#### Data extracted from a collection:
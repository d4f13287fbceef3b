use std::fs::File;
use std::io::BufReader;
use std::marker::PhantomData;
use std::path::Path;

use crate::error::SegmentError;
use crate::format::{read_frame, FrameRead, IndexEntry, TombstoneEntry};
use crate::format::{INDEX_ENTRY_HEADER_SIZE, TOMBSTONE_HEADER_SIZE};

/// A frame type whose variable part is only the key, with `key_size` at byte 9.
pub trait KeyedFrame: Sized {
    const HEADER_SIZE: usize;

    fn decode(frame: &[u8], file_id: u32, offset: u64) -> Result<Self, SegmentError>;
}

impl KeyedFrame for IndexEntry {
    const HEADER_SIZE: usize = INDEX_ENTRY_HEADER_SIZE;

    fn decode(frame: &[u8], file_id: u32, offset: u64) -> Result<Self, SegmentError> {
        IndexEntry::decode(frame, file_id, offset)
    }
}

impl KeyedFrame for TombstoneEntry {
    const HEADER_SIZE: usize = TOMBSTONE_HEADER_SIZE;

    fn decode(frame: &[u8], file_id: u32, offset: u64) -> Result<Self, SegmentError> {
        TombstoneEntry::decode(frame, file_id, offset)
    }
}

/// Sequential reader over an index or tombstone file.
///
/// Yields entries in file order and stops after the first error.
pub struct EntryIter<T> {
    file_id: u32,
    reader: BufReader<File>,
    offset: u64,
    buf: Vec<u8>,
    done: bool,
    _entry: PhantomData<T>,
}

pub type IndexIter = EntryIter<IndexEntry>;
pub type TombstoneIter = EntryIter<TombstoneEntry>;

impl<T: KeyedFrame> EntryIter<T> {
    pub(crate) fn open(path: &Path, file_id: u32) -> Result<Self, SegmentError> {
        let file = File::open(path)?;
        Ok(Self {
            file_id,
            reader: BufReader::with_capacity(64 * 1024, file),
            offset: 0,
            buf: Vec::with_capacity(T::HEADER_SIZE + 256),
            done: false,
            _entry: PhantomData,
        })
    }

    /// End offset of the last entry successfully yielded.
    #[must_use]
    pub fn valid_len(&self) -> u64 {
        self.offset
    }

    fn read_next(&mut self) -> Result<Option<T>, SegmentError> {
        let offset = self.offset;
        match read_frame(&mut self.reader, &mut self.buf, T::HEADER_SIZE, u64::MAX, |h| {
            usize::from(h[9])
        })? {
            FrameRead::Eof => Ok(None),
            FrameRead::Partial => Err(SegmentError::Truncated {
                file_id: self.file_id,
                offset,
            }),
            FrameRead::Complete => {
                let entry = T::decode(&self.buf, self.file_id, offset)?;
                self.offset += self.buf.len() as u64;
                Ok(Some(entry))
            }
        }
    }
}

impl<T: KeyedFrame> Iterator for EntryIter<T> {
    type Item = Result<T, SegmentError>;

    fn next(&mut self) -> Option<Self::Item> {
        if self.done {
            return None;
        }
        match self.read_next() {
            Ok(Some(entry)) => Some(Ok(entry)),
            Ok(None) => {
                self.done = true;
                None
            }
            Err(e) => {
                self.done = true;
                Some(Err(e))
            }
        }
    }
}
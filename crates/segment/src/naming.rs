//! File naming: `<decimal id><suffix>` inside the store directory.

use std::path::{Path, PathBuf};

/// Suffix of in-progress files, removed when a file set is opened.
pub const TEMP_SUFFIX: &str = ".tmp";

/// Role of a file in the store directory.
#[derive(Debug, Clone, Copy, PartialEq, Eq, Hash)]
pub enum FileKind {
    /// Data file written by foreground puts (and compaction copies).
    Data,
    /// Data file produced by an offline compaction pass. Read-only here.
    Compacted,
    /// Index entries for the same-id data file.
    Index,
    /// Deletion markers.
    Tombstone,
}

impl FileKind {
    pub const ALL: [FileKind; 4] = [
        FileKind::Data,
        FileKind::Compacted,
        FileKind::Index,
        FileKind::Tombstone,
    ];

    #[must_use]
    pub fn suffix(self) -> &'static str {
        match self {
            FileKind::Data => ".data",
            FileKind::Compacted => ".datac",
            FileKind::Index => ".index",
            FileKind::Tombstone => ".tombstone",
        }
    }

    #[must_use]
    pub fn is_data(self) -> bool {
        matches!(self, FileKind::Data | FileKind::Compacted)
    }

    /// Splits `"17.data"` into `(17, Data)`. Anything else is `None`.
    #[must_use]
    pub fn parse(file_name: &str) -> Option<(u32, FileKind)> {
        Self::ALL.iter().find_map(|&kind| {
            let stem = file_name.strip_suffix(kind.suffix())?;
            if stem.is_empty() || !stem.bytes().all(|b| b.is_ascii_digit()) {
                return None;
            }
            stem.parse::<u32>().ok().map(|id| (id, kind))
        })
    }
}

#[must_use]
pub fn file_name(id: u32, kind: FileKind) -> String {
    format!("{id}{}", kind.suffix())
}

#[must_use]
pub fn file_path(dir: &Path, id: u32, kind: FileKind) -> PathBuf {
    dir.join(file_name(id, kind))
}

/// Path of the in-progress version of `final_path`.
#[must_use]
pub fn temp_path(final_path: &Path) -> PathBuf {
    let mut name = final_path.as_os_str().to_owned();
    name.push(TEMP_SUFFIX);
    PathBuf::from(name)
}
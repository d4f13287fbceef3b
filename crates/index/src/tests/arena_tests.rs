use crate::*;
use anyhow::Result;
use hasher::{HashAlgorithm, Hasher};

// --------------------- Allocation ---------------------

#[test]
fn bump_allocation_is_sequential() -> Result<()> {
    let mut arena = Arena::new(3, 128);
    let a = arena.alloc(32)?.unwrap();
    let b = arena.alloc(32)?.unwrap();
    assert_eq!(a, Addr { arena: 3, offset: 0 });
    assert_eq!(b, Addr { arena: 3, offset: 32 });
    assert_eq!(arena.allocated(), 64);
    Ok(())
}

#[test]
fn freed_slot_is_reused_for_same_length() -> Result<()> {
    let mut arena = Arena::new(0, 128);
    let a = arena.alloc(32)?.unwrap();
    let _b = arena.alloc(32)?.unwrap();
    arena.free(a, 32)?;
    assert_eq!(arena.free_bytes(), 32);
    assert_eq!(arena.live_bytes(), 32);

    let c = arena.alloc(32)?.unwrap();
    assert_eq!(c, a);
    assert_eq!(arena.free_bytes(), 0);
    assert_eq!(arena.allocated(), 64);
    Ok(())
}

#[test]
fn full_arena_reports_none_then_grows() -> Result<()> {
    let mut arena = Arena::new(0, 64);
    let a = arena.alloc(64)?.unwrap();
    arena.bytes_mut(a, 4)?.copy_from_slice(b"abcd");
    assert!(arena.alloc(1)?.is_none());

    arena.grow(65)?;
    assert_eq!(arena.capacity(), 128);
    let b = arena.alloc(1)?.unwrap();
    assert_eq!(b.offset, 64);
    assert_eq!(arena.bytes(a, 4)?, b"abcd");
    Ok(())
}

#[test]
fn grow_past_limit_is_rejected() {
    let mut arena = Arena::new(0, 64);
    let err = arena.grow(MAX_ARENA_BYTES + 1).unwrap_err();
    assert!(matches!(err, IndexError::CapacityExceeded { .. }));
}

// --------------------- Bounds checking ---------------------

#[test]
fn access_beyond_allocated_extent_fails() -> Result<()> {
    let mut arena = Arena::new(0, 128);
    arena.alloc(64)?.unwrap();

    let err = arena.bytes(Addr { arena: 0, offset: 60 }, 10).unwrap_err();
    assert!(matches!(
        err,
        IndexError::OutOfBounds {
            offset: 60,
            len: 10,
            extent: 64,
            ..
        }
    ));
    // Within capacity but never handed out.
    assert!(arena.bytes(Addr { arena: 0, offset: 64 }, 1).is_err());
    Ok(())
}

#[test]
fn foreign_address_is_rejected() -> Result<()> {
    let mut arena = Arena::new(1, 128);
    arena.alloc(16)?.unwrap();
    let err = arena.bytes(Addr { arena: 2, offset: 0 }, 4).unwrap_err();
    assert!(matches!(
        err,
        IndexError::ForeignArena {
            expected: 1,
            found: 2
        }
    ));
    Ok(())
}

#[test]
fn released_arena_rejects_everything() -> Result<()> {
    let mut arena = Arena::new(0, 128);
    let a = arena.alloc(16)?.unwrap();
    arena.release();

    assert!(arena.is_released());
    assert_eq!(arena.capacity(), 0);
    assert!(matches!(arena.bytes(a, 1), Err(IndexError::Released)));
    assert!(matches!(arena.alloc(1), Err(IndexError::Released)));
    assert!(matches!(arena.region(), Err(IndexError::Released)));
    Ok(())
}

// --------------------- Hashing in place ---------------------

#[test]
fn key_hash_in_arena_matches_slice_hash() -> Result<()> {
    let key = b"user:000042";
    let mut arena = Arena::new(0, 256);
    arena.alloc(13)?.unwrap();
    let at = arena.alloc(key.len() as u32)?.unwrap();
    arena.bytes_mut(at, key.len())?.copy_from_slice(key);

    for alg in HashAlgorithm::ALL {
        let Ok(hasher) = Hasher::select(alg, HashAlgorithm::is_available) else {
            continue;
        };
        let in_place = hasher.hash_region(arena.region()?, at.offset as usize, key.len())?;
        assert_eq!(in_place, hasher.hash(key), "{alg}");
    }
    Ok(())
}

#### Task directions:
Could you copy exactly the lines from the first line of the records above through the line containing "buf: Vec::with_capacity(T::HEADER_SIZE +", both included, and nothing else?

#### Finished task:
repository d4f13287fbceef3b
use std::fs::File;
use std::io::BufReader;
use std::marker::PhantomData;
use std::path::Path;

use crate::error::SegmentError;
use crate::format::{read_frame, FrameRead, IndexEntry, TombstoneEntry};
use crate::format::{INDEX_ENTRY_HEADER_SIZE, TOMBSTONE_HEADER_SIZE};

/// A frame type whose variable part is only the key, with `key_size` at byte 9.
pub trait KeyedFrame: Sized {
    const HEADER_SIZE: usize;

    fn decode(frame: &[u8], file_id: u32, offset: u64) -> Result<Self, SegmentError>;
}

impl KeyedFrame for IndexEntry {
    const HEADER_SIZE: usize = INDEX_ENTRY_HEADER_SIZE;

    fn decode(frame: &[u8], file_id: u32, offset: u64) -> Result<Self, SegmentError> {
        IndexEntry::decode(frame, file_id, offset)
    }
}

impl KeyedFrame for TombstoneEntry {
    const HEADER_SIZE: usize = TOMBSTONE_HEADER_SIZE;

    fn decode(frame: &[u8], file_id: u32, offset: u64) -> Result<Self, SegmentError> {
        TombstoneEntry::decode(frame, file_id, offset)
    }
}

/// Sequential reader over an index or tombstone file.
///
/// Yields entries in file order and stops after the first error.
pub struct EntryIter<T> {
    file_id: u32,
    reader: BufReader<File>,
    offset: u64,
    buf: Vec<u8>,
    done: bool,
    _entry: PhantomData<T>,
}

pub type IndexIter = EntryIter<IndexEntry>;
pub type TombstoneIter = EntryIter<TombstoneEntry>;

impl<T: KeyedFrame> EntryIter<T> {
    pub(crate) fn open(path: &Path, file_id: u32) -> Result<Self, SegmentError> {
        let file = File::open(path)?;
        Ok(Self {
            file_id,
            reader: BufReader::with_capacity(64 * 1024, file),
            offset: 0,
            buf: Vec::with_capacity(T::HEADER_SIZE + 256),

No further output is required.